The sweet blonde helped me find Christmas gifts for my mother across the street in the Bon Marché department store. I started seeing this lovely, slender nursing grad through the holidays and into 1970. She always wore classy outfits at a nice restaurant or just a movie and pizza. She was a terrific dancer and made me look good at the Peppermint, where I showed her off. She was adored by all the guys and gals in my circle. The straight-as-an-arrow, health-conscious nurse didn’t smoke or drink and never complained when we partied around her, or even if I only called her once a week. She was kind and clever and found other ways to see me more often.

She surprised me with Three Dog Night tickets. They rocked the Manchester NH Armory with “Mama Told Me Not To Come,” “Try a little Tenderness,” “Eli’s Coming,” “One,” and my favorite, “Easy to be Hard.” She was good to me, too good for me.

I continued to hang out with B and my other buddies. On Friday night, March 20, 1970, Herb Reed and the Platters were headlining at the Peppermint. They played there every other month. Older couples slow danced to their fifties hits, “The Great Pretender,” Only You,” and “Twilight Time.” Mac’s Mob would open for them.

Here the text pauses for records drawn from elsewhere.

//! Authentication route handlers.
//!
//! Email/password login and registration. Logging in or registering moves
//! the visitor's anonymous cart into the account's cart.

use askama::Template;
use askama_web::WebTemplate;
use axum::{
    Form,
    extract::{Query, State},
    response::{IntoResponse, Redirect, Response},
};
use serde::Deserialize;
use tower_sessions::Session;
use tracing::{info, instrument, warn};

use musicshop_core::User;

use crate::error::{Result, clear_sentry_user, set_sentry_user};
use crate::middleware::{cart_token, clear_cart_token, set_current_user};
use crate::models::CurrentUser;
use crate::services::{AuthError, AuthService, CartService, Registration};
use crate::state::AppState;

// =============================================================================
// Forms and queries
// =============================================================================

#[derive(Debug, Deserialize)]
pub struct LoginForm {
    pub email: String,
    pub password: String,
}

#[derive(Debug, Deserialize)]
pub struct RegisterForm {
    pub email: String,
    pub password: String,
    pub password_confirm: String,
    #[serde(default)]
    pub first_name: String,
    #[serde(default)]
    pub last_name: String,
    #[serde(default)]
    pub phone: String,
    #[serde(default)]
    pub address: String,
}

/// `?error=` code carried across the redirect back to a form.
#[derive(Debug, Deserialize)]
pub struct MessageQuery {
    pub error: Option<String>,
}

// =============================================================================
// Templates
// =============================================================================

#[derive(Template, WebTemplate)]
#[template(path = "auth/login.html")]
pub struct LoginTemplate {
    pub user: Option<CurrentUser>,
    pub error: Option<String>,
}

#[derive(Template, WebTemplate)]
#[template(path = "auth/register.html")]
pub struct RegisterTemplate {
    pub user: Option<CurrentUser>,
    pub error: Option<String>,
}

/// Human text for an error code, unknown codes are dropped.
fn error_message(code: Option<&str>) -> Option<String> {
    let message = match code? {
        "credentials" => "Invalid email or password.",
        "email_taken" => "An account with this email already exists.",
        "invalid_email" => "Please enter a valid email address.",
        "password_mismatch" => "Passwords do not match.",
        "weak_password" => "Password must be at least 8 characters.",
        _ => return None,
    };
    Some(message.to_string())
}

/// Error code for a failed registration, `None` for server errors.
const fn registration_error_code(err: &AuthError) -> Option<&'static str> {
    match err {
        AuthError::UserAlreadyExists => Some("email_taken"),
        AuthError::InvalidEmail(_) => Some("invalid_email"),
        AuthError::WeakPassword(_) => Some("weak_password"),
        _ => None,
    }
}

// =============================================================================
// Handlers
// =============================================================================

pub async fn login_page(Query(query): Query<MessageQuery>) -> LoginTemplate {
    LoginTemplate {
        user: None,
        error: error_message(query.error.as_deref()),
    }
}

#[instrument(skip_all)]
pub async fn login(
    State(state): State<AppState>,
    session: Session,
    Form(form): Form<LoginForm>,
) -> Result<Response> {
    let user = match AuthService::new(state.store())
        .login(&form.email, &form.password)
        .await
    {
        Ok(user) => user,
        Err(AuthError::InvalidCredentials) => {
            return Ok(Redirect::to("/auth/login?error=credentials").into_response());
        }
        Err(e) => return Err(e.into()),
    };

    start_session(&state, &session, &user).await?;
    info!(user_id = %user.id, "User logged in");
    Ok(Redirect::to("/account").into_response())
}

pub async fn register_page(Query(query): Query<MessageQuery>) -> RegisterTemplate {
    RegisterTemplate {
        user: None,
        error: error_message(query.error.as_deref()),
    }
}

#[instrument(skip_all)]
pub async fn register(
    State(state): State<AppState>,
    session: Session,
    Form(form): Form<RegisterForm>,
) -> Result<Response> {
    if form.password != form.password_confirm {
        return Ok(Redirect::to("/auth/register?error=password_mismatch").into_response());
    }

    let registration = Registration {
        email: form.email,
        password: form.password,
        first_name: form.first_name,
        last_name: form.last_name,
        phone: form.phone,
        address: form.address,
    };
    let (user, _customer) = match AuthService::new(state.store())
        .register(registration)
        .await
    {
        Ok(account) => account,
        Err(e) => {
            return match registration_error_code(&e) {
                Some(code) => {
                    Ok(Redirect::to(&format!("/auth/register?error={code}")).into_response())
                }
                None => Err(e.into()),
            };
        }
    };

    start_session(&state, &session, &user).await?;
    Ok(Redirect::to("/account").into_response())
}

#[instrument(skip_all)]
pub async fn logout(session: Session) -> Result<Redirect> {
    session.flush().await?;
    clear_sentry_user();
    Ok(Redirect::to("/"))
}

/// Log `user` in and fold the visitor's anonymous cart into theirs.
///
/// A failed merge is logged and the login still succeeds; the anonymous
/// cart is left alone.
async fn start_session(state: &AppState, session: &Session, user: &User) -> Result<()> {
    let token = cart_token(session).await;

    session.cycle_id().await?;
    set_current_user(session, &CurrentUser::from(user)).await?;
    set_sentry_user(&user.id, Some(user.email.as_str()));

    if let Some(token) = token {
        match CartService::new(state.store())
            .merge_anonymous(user.id, &token)
            .await
        {
            Ok(_) => clear_cart_token(session).await?,
            Err(e) => warn!(error = %e, "Could not merge anonymous cart on login"),
        }
    }
    Ok(())
}

#[cfg(test)]
mod tests {
    use super::*;

    #[test]
    fn test_error_messages() {
        assert_eq!(
            error_message(Some("credentials")).as_deref(),
            Some("Invalid email or password.")
        );
        assert_eq!(error_message(Some("<script>")), None);
        assert_eq!(error_message(None), None);
    }

    #[test]
    fn test_registration_error_codes() {
        assert_eq!(
            registration_error_code(&AuthError::UserAlreadyExists),
            Some("email_taken")
        );
        assert_eq!(
            registration_error_code(&AuthError::WeakPassword("short".to_string())),
            Some("weak_password")
        );
        assert_eq!(registration_error_code(&AuthError::PasswordHash), None);
    }

    #[test]
    fn test_every_code_has_a_message() {
        for err in [
            AuthError::UserAlreadyExists,
            AuthError::WeakPassword(String::new()),
        ] {
            let code = registration_error_code(&err);
            assert!(error_message(code).is_some());
        }
    }
}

I pulled my Charger into the Peppermint’s parking lot near B’s ’63 Chevy four-door Impala. I jumped in his car and partied with our other friends, J and Walrus. J was a popular black guy—B, and I grew up with in the Lower Highlands—and our prime source for joints or any amount of weed you’d need. The Walrus—a John Lennon moniker J gave him—was a big dude with shoulder-length sandy hair and a thick, awesome mustache that would make David Crosby envious.

Not wanting to bogart, I passed the joint to B; he took a hit and thumbed it to Walrus, who attached a clip. J scratched his Afro and said, “The Young Bloods are at the Tea Party tonight.”

The Walrus smiled and said, “Tough choice… The Platters or Jessi Colin Young.”

We chuckled and kept on laughing while B drove his Chevy into Beantown. The multi-level Boston Tea Party on Lansdowne Street, across from Fenway Park, had a twenty-five hundred capacity. We paid $3.50, entered the smoky, dimly lit venue, squeezed by the stoned-out hippies, bikers, and college crowd, and located the stage. We enjoyed the Youngbloods’ music and dug the chorus of “Get Together.”

Come on, people, now, smile on your brother

Everybody get together try to love one another right now.

Right now. Right now!

B drove back to Lowell and dropped J and Walrus off at their homes. When we returned to the Peppermint, the Platters had finished their last set. The bouncer said, “Party at the Executive Apartments on Westford Street.” It was late; I was dragging, but I followed B in my car.

We entered the apartment and scanned the hangers-on in the living room of the subdued party. A wasted dude was nodding out on the couch between two girls; other guys stood across the room like a segregated teenage sock-hop. I caught the eyes of a cute chick with long dark hair checking me out when I followed B into the empty kitchen and back. I trailed B toward the exit door. The intriguing girl said, “Leaving already?”

B left. I stayed to check out the curvy girl in jeans and a purple top with bullets, distracting me from her pretty face. We exchanged full names and realized we were both Portuguese; vibes were getting stronger, and the room felt warmer. I asked where I could put my leather jacket. She led me to a hallway closet, opened the bi-folds, and made room next to her Pea coat.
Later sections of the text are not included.